So my current “interim goal” is to release 35 pounds. How will I release this excess weight?  Just O.P.A.A.T.. while I work my program of recovery just O.D.A.A.T. (One Day At A Time)!  🙂

As always, the rate of my weight loss is NONE of my business or your business (as a fellow addict). Only the opinions of God and the health care professionals who care for me count on any of the issues involved in my recovery.

Several years ago, I shared at a 12 Step meeting that I “never cope well” with rejection…to which a fellow member honestly responded to my lament with a question, “Who does deal well with rejection?”  Duh!  I wouldn’t be feeling my feelings if I didn’t feel pain immediately after (and for a long time to follow) being rejected by some other person.

So rejection will likely always hurt. This is an undeniable and unavoidable fact of life. Thanks to what I’ve learned over the years through my recovery efforts, HOW I (yes, me) choose to deal with the pain of rejection is where I have found that I have (to some degree) freedom to make the best of a painful situation.

What I’ve learned about coping with rejection from fellow addicts and others over the years includes…

— As an addict, when my commitment to my recovery is weak, then I tend to “handle” rejection by rejecting myself.  My self-rejection is acted out in many ways, including acting out with my drugs of choice and doing a poor job of self-care (self-care includes simple things like bathing, wearing clean clothes, shaving, keeping my apartment and vehicle tidy, etc.).
— Overeating (or acting out with other self-destructive addictions) can NOT (for any signifcant period of time) relieve me of the pain of rejection.
— “The only thing you get for sitting on the (Self-)Pity Pot is a ring around your butt!”
— Writing helps release the pain.
— I can forgive myself for making mistakes that may have contributed to another person’s rejection — and then learn from them so I don’t repeat them.
— Loving someone doesn’t mean I must give them the power to destroy my self-esteem.
— Loving someone doesn’t mean I must give them the power to reduce the level of  my self-esteem.
— I’m powerless over others,  so if other people want to stay stuck in their resentment against me, that is their choice and (after I make amends, if I believe amends is appropriate) then I just need to move on.
— I can choose to focus on the many people who love and accept me and IGNORE the relatively few people who have rejected me.
— I have a RIGHT to ME!!!  So if I must pretend to be someone I’m not in order to prevent being rejected by them, then I’m better off WITHOUT that person in my life.

The bottom line about rejection is that I recover from it’s devistation (as well as recover from other issues in my life that cause me pain) the same way I experience recovery from my self-destructive addictive behaviors: (no more than) One Day At A Time!  And if need be, Just Five Minutes At A Time!

I’m an addict and my problem is Dave!!!

Reader Responds: Hi Dave and Welcome!!!

In addiction to ingesting excessive amounts of food, avoiding physical exercise at all costs (along with a few dozen other substances and behaviors), several years ago I discovered that I’m also addicted to misery!

I can relate to the following dictionary definitions of misery: great mental or emotional distress; extreme unhappiness.
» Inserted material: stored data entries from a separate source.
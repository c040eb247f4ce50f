//! Emit-tree printer.
//!
//! `Printer` owns a writer for the duration of one printing pass. Use
//! [`print_node`] / [`print_node_single_line`] when a fresh writer per call
//! is all that is needed.

use serde::{Deserialize, Serialize};
use tracing::{debug, trace};
use tsemit_writer::{EmitTextWriter, SingleLineWriter, TextWriter, WriterOptions};

use crate::node::EmitNode;

/// Options controlling what the printer emits.
#[derive(Debug, Clone, Default, PartialEq, Eq, Serialize, Deserialize)]
#[serde(default, rename_all = "camelCase")]
pub struct PrinterOptions {
    /// Drop `EmitNode::Comment` leaves.
    pub remove_comments: bool,
}

impl PrinterOptions {
    /// Options used for one-line renderings (hover text).
    pub fn single_line() -> Self {
        PrinterOptions {
            remove_comments: true,
        }
    }
}

pub struct Printer<W: EmitTextWriter> {
    writer: W,
    options: PrinterOptions,
}

impl<W: EmitTextWriter> Printer<W> {
    pub fn new(writer: W, options: PrinterOptions) -> Self {
        Printer { writer, options }
    }

    pub fn writer(&self) -> &W {
        &self.writer
    }

    pub fn writer_mut(&mut self) -> &mut W {
        &mut self.writer
    }

    pub fn options(&self) -> &PrinterOptions {
        &self.options
    }

    /// Consume the printer and hand back its writer.
    pub fn finish(self) -> W {
        debug!(
            text_pos = self.writer.get_text_pos(),
            line = self.writer.get_line(),
            "printer finished"
        );
        self.writer
    }

    pub fn emit(&mut self, node: &EmitNode) {
        match node {
            EmitNode::Keyword(text) => self.writer.write_keyword(text),
            EmitNode::Operator(text) => self.writer.write_operator(text),
            EmitNode::Parameter(text) => self.writer.write_parameter(text),
            EmitNode::Property(text) => self.writer.write_property(text),
            EmitNode::Punctuation(text) => self.writer.write_punctuation(text),
            EmitNode::Space(text) => self.writer.write_space(text),
            EmitNode::StringLiteral(text) => self.writer.write_string_literal(text),
            EmitNode::Symbol { text, symbol } => self.writer.write_symbol(text, *symbol),
            EmitNode::TrailingSemicolon(text) => self.writer.write_trailing_semicolon(text),
            EmitNode::Literal(text) => self.writer.write_literal(text),
            EmitNode::Text(text) => self.writer.write(text),
            EmitNode::Comment(text) => self.emit_comment(text),
            EmitNode::Raw(text) => self.writer.raw_write(text),
            EmitNode::Line => self.writer.write_line(),
            EmitNode::ForcedLine => self.writer.write_line_force(true),
            EmitNode::Indent(children) => {
                self.writer.increase_indent();
                self.emit_list(children);
                self.writer.decrease_indent();
            }
            EmitNode::Block {
                statements,
                multi_line,
            } => {
                if *multi_line {
                    self.emit_block_multi_line(statements);
                } else {
                    self.emit_block_single_line(statements);
                }
            }
            EmitNode::Sequence(children) => self.emit_list(children),
        }
    }

    pub fn emit_list(&mut self, nodes: &[EmitNode]) {
        for node in nodes {
            self.emit(node);
        }
    }

    fn emit_comment(&mut self, text: &str) {
        if self.options.remove_comments {
            trace!(len = text.len(), "comment stripped");
            return;
        }
        self.writer.write_comment(text);
    }

    fn emit_block_multi_line(&mut self, statements: &[EmitNode]) {
        self.writer.write_punctuation("{");
        self.writer.increase_indent();
        let remove_comments = self.options.remove_comments;
        for stmt in statements
            .iter()
            .filter(|stmt| !is_stripped(stmt, remove_comments))
        {
            self.writer.write_line();
            self.emit(stmt);
        }
        self.writer.decrease_indent();
        self.writer.write_line();
        self.writer.write_punctuation("}");
    }

    fn emit_block_single_line(&mut self, statements: &[EmitNode]) {
        self.writer.write_punctuation("{");
        let remove_comments = self.options.remove_comments;
        for stmt in statements
            .iter()
            .filter(|stmt| !is_stripped(stmt, remove_comments))
        {
            self.writer.write_space(" ");
            self.emit(stmt);
        }
        self.writer.write_space(" ");
        self.writer.write_punctuation("}");
    }
}

/// Statements that print nothing once comments are stripped. Blocks skip
/// them so they leave no separator behind.
fn is_stripped(stmt: &EmitNode, remove_comments: bool) -> bool {
    remove_comments && matches!(stmt, EmitNode::Comment(_))
}

/// Print a node with a fresh `TextWriter` using `"\n"` line breaks.
pub fn print_node(node: &EmitNode) -> String {
    print_node_with_options(node, WriterOptions::default(), PrinterOptions::default())
}

pub fn print_node_with_options(
    node: &EmitNode,
    writer_options: WriterOptions,
    printer_options: PrinterOptions,
) -> String {
    let mut printer = Printer::new(TextWriter::with_options(writer_options), printer_options);
    printer.emit(node);
    printer.finish().into_text()
}

/// Print a node onto one line with comments stripped.
pub fn print_node_single_line(node: &EmitNode) -> String {
    let mut printer = Printer::new(SingleLineWriter::new(), PrinterOptions::single_line());
    printer.emit(node);
    printer.finish().into_text()
}

#[cfg(test)]
#[path = "tests/printer_tests.rs"]
mod tests;
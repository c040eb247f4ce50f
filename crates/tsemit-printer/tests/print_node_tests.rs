//! Printing emit trees decoded from their JSON form.

use tsemit_common::SymbolId;
use tsemit_printer::{EmitNode, print_node, print_node_single_line};

fn parse(json: &str) -> EmitNode {
    serde_json::from_str(json).expect("valid emit tree")
}

const CLASS_TREE: &str = r#"{
    "sequence": [
        {"keyword": "class"},
        {"space": " "},
        {"symbol": {"text": "Point", "symbol": 12}},
        {"space": " "},
        {"block": {
            "multiLine": true,
            "statements": [
                {"comment": "// coordinates"},
                {"sequence": [
                    {"property": "x"},
                    {"punctuation": ":"},
                    {"space": " "},
                    {"keyword": "number"},
                    {"trailingSemicolon": ";"}
                ]},
                {"sequence": [
                    {"property": "label"},
                    {"operator": "="},
                    {"stringLiteral": "\"origin\""},
                    {"trailingSemicolon": ";"}
                ]}
            ]
        }}
    ]
}"#;

#[test]
fn test_decode_leaf_variants() {
    assert_eq!(parse(r#"{"keyword": "let"}"#), EmitNode::keyword("let"));
    assert_eq!(parse(r#""line""#), EmitNode::Line);
    assert_eq!(parse(r#""forcedLine""#), EmitNode::ForcedLine);
    assert_eq!(
        parse(r#"{"symbol": {"text": "A", "symbol": 3}}"#),
        EmitNode::symbol("A", Some(SymbolId(3)))
    );
    assert_eq!(
        parse(r#"{"symbol": {"text": "A"}}"#),
        EmitNode::symbol("A", None)
    );
    assert_eq!(
        parse(r#"{"block": {"statements": []}}"#),
        EmitNode::block(vec![], false)
    );
}

#[test]
fn test_encode_matches_decode() {
    let tree = parse(CLASS_TREE);
    let json = serde_json::to_string(&tree).unwrap();
    assert_eq!(parse(&json), tree);
}

#[test]
fn test_print_class_tree_multi_line() {
    let tree = parse(CLASS_TREE);
    assert_eq!(
        print_node(&tree),
        "class Point {\n    // coordinates\n    x: number;\n    label=\"origin\";\n}"
    );
}

#[test]
fn test_print_class_tree_single_line() {
    let tree = parse(CLASS_TREE);
    assert_eq!(
        print_node_single_line(&tree),
        "class Point { x: number; label=\"origin\"; }"
    );
}

#[test]
fn test_unknown_variant_is_rejected() {
    let result: Result<EmitNode, _> = serde_json::from_str(r#"{"bogus": "x"}"#);
    assert!(result.is_err());
}
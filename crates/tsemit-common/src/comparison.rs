//! String comparison helpers.
//!
//! Case-insensitive variants compare the lowercase mapping of each char,
//! so ordering is by Unicode scalar value after folding rather than by
//! locale collation.

use std::cmp::Ordering;

fn folded(s: &str) -> impl DoubleEndedIterator<Item = char> + '_ {
    s.chars().flat_map(char::to_lowercase)
}

pub fn equate_strings_case_sensitive(a: &str, b: &str) -> bool {
    a == b
}

pub fn equate_strings_case_insensitive(a: &str, b: &str) -> bool {
    a == b || folded(a).eq(folded(b))
}

/// Byte-wise comparison. For UTF-8 this matches ordering by code point.
pub fn compare_strings_case_sensitive(a: &str, b: &str) -> Ordering {
    a.cmp(b)
}

/// Compare two strings ignoring case.
///
/// A string that is a (folded) prefix of the other sorts first.
pub fn compare_strings_case_insensitive(a: &str, b: &str) -> Ordering {
    if a == b {
        return Ordering::Equal;
    }
    folded(a).cmp(folded(b))
}

/// Case-insensitive comparison that falls back to a case-sensitive one to
/// break ties, giving a total order that still groups case variants.
pub fn compare_strings_case_insensitive_then_sensitive(a: &str, b: &str) -> Ordering {
    compare_strings_case_insensitive(a, b).then_with(|| compare_strings_case_sensitive(a, b))
}

pub fn string_comparer(ignore_case: bool) -> fn(&str, &str) -> Ordering {
    if ignore_case {
        compare_strings_case_insensitive
    } else {
        compare_strings_case_sensitive
    }
}

pub fn string_equality_comparer(ignore_case: bool) -> fn(&str, &str) -> bool {
    if ignore_case {
        equate_strings_case_insensitive
    } else {
        equate_strings_case_sensitive
    }
}

/// Whether `s` starts with `prefix`.
///
/// Ignoring case, the folded chars are compared, so the matched span of `s`
/// may differ in byte length from `prefix` (U+212A KELVIN SIGN folds to `k`).
pub fn has_prefix(s: &str, prefix: &str, case_sensitive: bool) -> bool {
    if case_sensitive {
        return s.starts_with(prefix);
    }
    let mut chars = folded(s);
    folded(prefix).all(|ch| chars.next() == Some(ch))
}

/// Whether `s` ends with `suffix`.
pub fn has_suffix(s: &str, suffix: &str, case_sensitive: bool) -> bool {
    if case_sensitive {
        return s.ends_with(suffix);
    }
    let mut chars = folded(s).rev();
    folded(suffix).rev().all(|ch| chars.next() == Some(ch))
}

#[cfg(test)]
#[path = "tests/comparison_tests.rs"]
mod tests;
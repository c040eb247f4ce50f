use super::*;

// =============================================================================
// compute_line_starts
// =============================================================================

#[test]
fn test_line_starts_empty_and_single_line() {
    assert_eq!(compute_line_starts(""), vec![0]);
    assert_eq!(compute_line_starts("const x = 1;"), vec![0]);
}

#[test]
fn test_line_starts_line_feed() {
    assert_eq!(compute_line_starts("a\nbc\nd"), vec![0, 2, 5]);
    // A trailing newline opens an empty final line.
    assert_eq!(compute_line_starts("a\n"), vec![0, 2]);
    assert_eq!(compute_line_starts("\n\n"), vec![0, 1, 2]);
}

#[test]
fn test_line_starts_carriage_return() {
    assert_eq!(compute_line_starts("a\r\nb"), vec![0, 3]);
    assert_eq!(compute_line_starts("a\rb"), vec![0, 2]);
    assert_eq!(compute_line_starts("a\r\r\nb"), vec![0, 2, 4]);
}

#[test]
fn test_line_starts_unicode_separators() {
    // U+2028 is three bytes in UTF-8.
    assert_eq!(compute_line_starts("a\u{2028}b"), vec![0, 4]);
    assert_eq!(compute_line_starts("é\u{2029}"), vec![0, 5]);
    // NEL is whitespace but not a line break.
    assert_eq!(compute_line_starts("a\u{0085}b"), vec![0]);
}

#[test]
fn test_contains_line_break() {
    assert!(!contains_line_break(""));
    assert!(!contains_line_break("class A {"));
    assert!(contains_line_break("a\nb"));
    assert!(contains_line_break("a\r"));
    assert!(contains_line_break("x\u{2029}"));
    // Other chars with a 0xE2 lead byte are not breaks.
    assert!(!contains_line_break("a \u{2026} b \u{2003}"));
}

// =============================================================================
// LineMap
// =============================================================================

#[test]
fn test_line_map_simple() {
    let source = "line1\nline2\nline3";
    let map = LineMap::build(source);

    assert_eq!(map.offset_to_position(0, source), Position::new(0, 0));
    assert_eq!(map.offset_to_position(4, source), Position::new(0, 4));
    assert_eq!(map.offset_to_position(5, source), Position::new(0, 5));
    assert_eq!(map.offset_to_position(6, source), Position::new(1, 0));
    assert_eq!(map.offset_to_position(12, source), Position::new(2, 0));
}

#[test]
fn test_line_map_windows_line_endings() {
    let source = "line1\r\nline2\r\nline3";
    let map = LineMap::build(source);

    assert_eq!(map.offset_to_position(7, source), Position::new(1, 0));
    assert_eq!(map.offset_to_position(source.len(), source), Position::new(2, 5));
}

#[test]
fn test_offset_past_end_clamps() {
    let source = "ab\ncd";
    let map = LineMap::build(source);

    assert_eq!(map.offset_to_position(source.len() + 10, source), Position::new(1, 2));
    assert_eq!(map.offset_to_position(usize::MAX, source), Position::new(1, 2));
}

#[test]
fn test_position_counts_utf16_units() {
    let source = "a😀b";
    let map = LineMap::build(source);

    // The emoji is 4 bytes and 2 UTF-16 units.
    assert_eq!(map.offset_to_position(5, source), Position::new(0, 3));
    assert_eq!(map.offset_to_position(source.len(), source), Position::new(0, 4));
}

#[test]
fn test_trailing_break_ends_on_empty_line() {
    let source = "x;\u{2028}";
    let map = LineMap::build(source);

    assert_eq!(map.offset_to_position(source.len(), source), Position::new(1, 0));
}
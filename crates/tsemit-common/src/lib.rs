//! Common types and utilities for the tsemit text writers.
//!
//! This crate provides the leaf helpers the writers depend on:
//! - String comparison (`compare_strings_case_insensitive`, `has_prefix`, ...)
//! - Character classification (`is_line_break`, `is_white_space_like`)
//! - Line-start scanning and line/column mapping (`compute_line_starts`, `LineMap`)
//! - Common enums and ids (`NewLineKind`, `SymbolId`)

// Case-sensitive and case-insensitive string comparison
pub mod comparison;
pub use comparison::{
    compare_strings_case_insensitive, compare_strings_case_insensitive_then_sensitive,
    compare_strings_case_sensitive, equate_strings_case_insensitive,
    equate_strings_case_sensitive, has_prefix, has_suffix, string_comparer,
    string_equality_comparer,
};

// Whitespace and line break predicates
pub mod char_codes;
pub use char_codes::{is_line_break, is_white_space_like, is_white_space_single_line};

// Common types - newline configuration and symbol ids
pub mod common;
pub use common::{NewLineKind, SymbolId};

// Line starts and line/column positions
pub mod position;
pub use position::{LineMap, Position, compute_line_starts, contains_line_break};
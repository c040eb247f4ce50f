use anyhow::{Context, Result};
use clap::Parser;
use std::io::Write;

use tsemit::cli::args::CliArgs;
use tsemit::cli::driver;

fn main() -> Result<()> {
    // Initialize tracing if TSEMIT_LOG or RUST_LOG is set (zero cost otherwise).
    // Supports TSEMIT_LOG_FORMAT=tree|json|text (see src/tracing_config.rs).
    tsemit::tracing_config::init_tracing();

    let args = CliArgs::parse();
    let output = driver::run(&args)?;

    let mut stdout = std::io::stdout().lock();
    stdout
        .write_all(output.as_bytes())
        .context("failed to write to stdout")?;
    stdout.flush().context("failed to flush stdout")?;
    Ok(())
}
//! Indentation-aware text writer.
//!
//! Output accumulates in a single `String`. Line bookkeeping is updated
//! incrementally: each write scans only the fragment it appends, never the
//! whole buffer.

use std::fmt;

use tracing::debug;
use tsemit_common::{compute_line_starts, contains_line_break, is_white_space_like};

use crate::{EmitTextWriter, WriterOptions};

#[derive(Debug, Clone)]
pub struct TextWriter {
    options: WriterOptions,
    output: String,
    /// Start of the most recent fragment. Every write appends its fragment
    /// last, so the fragment is always `output[last_written_start..]`.
    last_written_start: usize,
    indent: usize,
    line_start: bool,
    line_count: usize,
    /// Byte offset in `output` where the current line begins.
    line_pos: usize,
    has_trailing_comment: bool,
}

impl Default for TextWriter {
    fn default() -> Self {
        Self::with_options(WriterOptions::default())
    }
}

impl TextWriter {
    pub fn new(new_line: impl Into<String>) -> Self {
        Self::with_options(WriterOptions::new(new_line))
    }

    pub fn with_options(options: WriterOptions) -> Self {
        TextWriter {
            options,
            output: String::new(),
            last_written_start: 0,
            indent: 0,
            line_start: true,
            line_count: 0,
            line_pos: 0,
            has_trailing_comment: false,
        }
    }

    pub fn options(&self) -> &WriterOptions {
        &self.options
    }

    pub fn new_line(&self) -> &str {
        &self.options.new_line
    }

    /// The fragment appended by the most recent non-empty write.
    pub fn last_written(&self) -> &str {
        &self.output[self.last_written_start..]
    }

    pub fn into_text(self) -> String {
        self.output
    }

    fn push_fragment(&mut self, s: &str) {
        self.last_written_start = self.output.len();
        self.output.push_str(s);
    }

    fn update_line_count_and_pos_for(&mut self, s: &str) {
        if !contains_line_break(s) {
            self.line_start = false;
            return;
        }

        let line_starts = compute_line_starts(s);
        match line_starts.as_slice() {
            [_, .., last] => {
                self.line_count += line_starts.len() - 1;
                let cur_len = self.output.len();
                self.line_pos = cur_len - s.len() + *last as usize;
                self.line_start = self.line_pos == cur_len;
            }
            _ => self.line_start = false,
        }
    }

    fn write_text(&mut self, s: &str) {
        if s.is_empty() {
            return;
        }
        if self.line_start {
            let width = self.indent * self.options.indent_width;
            self.output.extend(std::iter::repeat_n(' ', width));
            self.line_start = false;
        }
        self.push_fragment(s);
        self.update_line_count_and_pos_for(s);
    }

    fn write_line_raw(&mut self) {
        self.last_written_start = self.output.len();
        self.output.push_str(&self.options.new_line);
        self.line_count += 1;
        self.line_pos = self.output.len();
        self.line_start = true;
        self.has_trailing_comment = false;
    }
}

impl EmitTextWriter for TextWriter {
    fn write(&mut self, text: &str) {
        if !text.is_empty() {
            self.has_trailing_comment = false;
        }
        self.write_text(text);
    }

    fn write_comment(&mut self, text: &str) {
        if !text.is_empty() {
            self.has_trailing_comment = true;
        }
        self.write_text(text);
    }

    fn raw_write(&mut self, text: &str) {
        if text.is_empty() {
            return;
        }
        self.push_fragment(text);
        self.update_line_count_and_pos_for(text);
        self.has_trailing_comment = false;
    }

    fn write_line(&mut self) {
        if !self.line_start {
            self.write_line_raw();
        }
    }

    fn write_line_force(&mut self, force: bool) {
        if !self.line_start || force {
            self.write_line_raw();
        }
    }

    fn increase_indent(&mut self) {
        self.indent += 1;
    }

    fn decrease_indent(&mut self) {
        if self.indent == 0 {
            debug!(line = self.line_count, "decrease_indent at level 0 ignored");
            return;
        }
        self.indent -= 1;
    }

    fn get_text(&self) -> &str {
        &self.output
    }

    fn get_text_pos(&self) -> usize {
        self.output.len()
    }

    fn get_line(&self) -> usize {
        self.line_count
    }

    fn get_indent(&self) -> usize {
        self.indent
    }

    fn get_column(&self) -> usize {
        if self.line_start {
            return self.indent * self.options.indent_width;
        }
        self.output.len() - self.line_pos
    }

    fn is_at_start_of_line(&self) -> bool {
        self.line_start
    }

    fn has_trailing_comment(&self) -> bool {
        self.has_trailing_comment
    }

    fn has_trailing_whitespace(&self) -> bool {
        if self.output.is_empty() {
            return false;
        }
        self.last_written()
            .chars()
            .next_back()
            .is_some_and(is_white_space_like)
    }

    fn clear(&mut self) {
        let options = std::mem::take(&mut self.options);
        *self = Self::with_options(options);
    }
}

impl fmt::Write for TextWriter {
    fn write_str(&mut self, s: &str) -> fmt::Result {
        EmitTextWriter::write(self, s);
        Ok(())
    }
}

impl fmt::Display for TextWriter {
    fn fmt(&self, f: &mut fmt::Formatter<'_>) -> fmt::Result {
        f.write_str(&self.output)
    }
}

#[cfg(test)]
#[path = "tests/text_writer_tests.rs"]
mod tests;
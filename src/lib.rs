//! tsemit: text emission for a TypeScript printer.
//!
//! Re-exports the workspace crates under one roof:
//! - `common`: string comparison, character classes, line starts
//! - `writer`: the `EmitTextWriter` trait with `TextWriter` and `SingleLineWriter`
//! - `printer`: `EmitNode` trees and the `Printer` facade
//!
//! The `cli` feature adds the argument parsing and driver behind the
//! `tsemit` binary.

pub use tsemit_common as common;
pub use tsemit_printer as printer;
pub use tsemit_writer as writer;

pub use tsemit_common::{NewLineKind, SymbolId};
pub use tsemit_printer::{
    EmitNode, Printer, PrinterOptions, print_node, print_node_single_line,
    print_node_with_options,
};
pub use tsemit_writer::{EmitTextWriter, SingleLineWriter, TextWriter, WriterOptions};

// Tracing subscriber setup driven by TSEMIT_LOG / TSEMIT_LOG_FORMAT
pub mod tracing_config;

#[cfg(feature = "cli")]
pub mod cli;
//! Text writers used by the tsemit printer.
//!
//! A printer walks an emit tree and calls the semantic `write_*` methods of
//! an [`EmitTextWriter`]. Two implementations exist:
//!
//! - [`TextWriter`]: keeps line, column and indentation state and inserts
//!   indentation at the start of each line.
//! - [`SingleLineWriter`]: flattens output onto one line (hover text,
//!   inline diagnostics). Line breaks become single spaces.
//!
//! Callers are written once against the trait and handed whichever writer
//! gives the desired output shape.

use tsemit_common::SymbolId;

pub mod options;
pub use options::WriterOptions;

pub mod text_writer;
pub use text_writer::TextWriter;

pub mod single_line;
pub use single_line::SingleLineWriter;

/// Incremental text emission with position tracking.
///
/// The semantically tagged writes (`write_keyword`, `write_operator`, ...)
/// all funnel into [`write`](EmitTextWriter::write) by default; they exist
/// so a writer can classify output (e.g. for display parts) without the
/// printer caring.
pub trait EmitTextWriter {
    /// Indented write. Empty text is a no-op; otherwise clears the trailing
    /// comment flag.
    fn write(&mut self, text: &str);

    /// Indented write that marks the output as ending in a comment.
    fn write_comment(&mut self, text: &str);

    /// Write text that is already positioned correctly; no indentation is
    /// inserted even at the start of a line.
    fn raw_write(&mut self, text: &str);

    /// Line break, skipped when already at the start of a line.
    /// `SingleLineWriter` writes a space instead and collapses consecutive
    /// unforced breaks into that one space.
    fn write_line(&mut self);

    /// Line break, emitted unconditionally when `force` is set.
    fn write_line_force(&mut self, force: bool);

    fn increase_indent(&mut self);
    fn decrease_indent(&mut self);

    fn get_text(&self) -> &str;
    /// Length of the output in bytes.
    fn get_text_pos(&self) -> usize;
    /// 0-based line index of the current position.
    fn get_line(&self) -> usize;
    fn get_indent(&self) -> usize;
    /// Column in bytes. At the start of a line this is the column the next
    /// write will land on once indentation is applied.
    fn get_column(&self) -> usize;
    fn is_at_start_of_line(&self) -> bool;
    fn has_trailing_comment(&self) -> bool;
    fn has_trailing_whitespace(&self) -> bool;

    /// Reset to the initial state, keeping configuration.
    fn clear(&mut self);

    fn write_keyword(&mut self, text: &str) {
        self.write(text);
    }

    fn write_operator(&mut self, text: &str) {
        self.write(text);
    }

    fn write_parameter(&mut self, text: &str) {
        self.write(text);
    }

    fn write_property(&mut self, text: &str) {
        self.write(text);
    }

    fn write_punctuation(&mut self, text: &str) {
        self.write(text);
    }

    fn write_space(&mut self, text: &str) {
        self.write(text);
    }

    fn write_string_literal(&mut self, text: &str) {
        self.write(text);
    }

    fn write_symbol(&mut self, text: &str, _symbol: Option<SymbolId>) {
        self.write(text);
    }

    fn write_trailing_semicolon(&mut self, text: &str) {
        self.write(text);
    }

    fn write_literal(&mut self, text: &str) {
        self.write(text);
    }
}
One dictionary entry I found noted that in previous generations the word misery was often used to describe/identify a pain (e.g., “I’m experiencing a misery in my left side”).

Another dictionary entry that caught my eye claims that often times emotional misery is directly connected to our expectations and perceptions. If this is true (and I think it is) then maybe I/we addicts is/are at least a little (or a lot) responsible for my/our own misery?  Ya’ think!?!

DISCLAIMER: I also believe that sometime I get hooked in a state of misery because of clinical depression.  I would never accuse myself or others of choosing to be depressed. I believe depression is a disease and we don’t choose to experience.  BUT I do believe that we need to be (as much as humanly possible) for reaching out for help (professional and otherwise) when we are afflicted with depression.  Staying stuck in our depression — assuming that it is possible to overcome it with assistance — is truly a sad choice to make.

A special note to the Compulsive OverREADERS in our audience who regularly experience the compulsion to own every self-help book ever printed: I know of only one book on the twin topics of misery and addiction that I would encourage you to read. Addicted to Misery: The Other Side of Co-Dependency, by Robert A. Becker is long ago out-of-print, but you can find new and used copies for sale on Amazon.com, with used copies starting at under $4.00! If you must act out with your overREADING addiction, at least be a “value shopper”! 😀

Truly I could devote several paragraphs to discussing what I believe to be the many causes for the emotional misery that I have struggled with over the course of my life. But the fact of the matter is that whether it is “just a tendency” or is an outright addiction, I think that my frequent struggles with misery make it very difficult for me (at least at time) to experience FUN. Even during those periods of my life when I’m experiencing a decent amount of physical, emotional and spriritual recovery from my various addictions figuring out how to “have fun” can be a major challenge.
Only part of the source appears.